"""
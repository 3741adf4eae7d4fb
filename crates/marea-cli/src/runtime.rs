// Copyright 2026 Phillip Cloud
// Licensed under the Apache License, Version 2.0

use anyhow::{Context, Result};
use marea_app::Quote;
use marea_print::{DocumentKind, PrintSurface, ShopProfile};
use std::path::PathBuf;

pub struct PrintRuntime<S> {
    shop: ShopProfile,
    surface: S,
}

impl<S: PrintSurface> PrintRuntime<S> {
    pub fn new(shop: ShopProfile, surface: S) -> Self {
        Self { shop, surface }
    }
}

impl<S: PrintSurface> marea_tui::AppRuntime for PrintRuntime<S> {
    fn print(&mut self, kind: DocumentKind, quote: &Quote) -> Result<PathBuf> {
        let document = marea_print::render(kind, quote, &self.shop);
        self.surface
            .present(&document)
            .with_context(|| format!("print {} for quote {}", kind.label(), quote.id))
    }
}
"""
ASSIGNED TASK ::
Only one thing belongs in the reply: the exact lines of the listing above, from the one with "self.surface" through its last line.

YOUR RESPONSE ::
        self.surface
            .present(&document)
            .with_context(|| format!("print {} for quote {}", kind.label(), quote.id))
    }
}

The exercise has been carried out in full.